Pick out each line of the records in which the word "main" appears.

Top of Given records

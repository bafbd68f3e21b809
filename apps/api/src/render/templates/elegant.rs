use crate::document::model::{ExperienceField as Exp, ListField, TextField};
use crate::render::{EmptyPolicy, Projection, Region, RenderNode};

pub fn layout(p: &Projection<'_>) -> RenderNode {
    let header = RenderNode::region(
        Region::Header,
        vec![
            p.text(TextField::FullName),
            RenderNode::row(vec![
                p.text(TextField::Location),
                p.text(TextField::Email),
                p.text(TextField::Phone),
            ]),
            p.text(TextField::Role),
        ],
    );

    let mut main = vec![p.summary_section(false)];
    main.extend(p.experience_section(
        &[Exp::Role, Exp::Company, Exp::Period, Exp::Description],
        EmptyPolicy::Hide,
    ));

    let mut band = Vec::new();
    band.extend(p.socials());
    band.extend(p.list_section(ListField::Skills, EmptyPolicy::Hide, None));
    band.extend(p.list_section(ListField::Languages, EmptyPolicy::Hide, None));

    RenderNode::region(
        Region::Page,
        vec![
            header,
            RenderNode::region(Region::Main, main),
            RenderNode::region(Region::Band, band),
        ],
    )
}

Bottom of Given records

▸ **Solution for this task**:
    let mut main = vec![p.summary_section(false)];
    main.extend(p.experience_section(
            RenderNode::region(Region::Main, main),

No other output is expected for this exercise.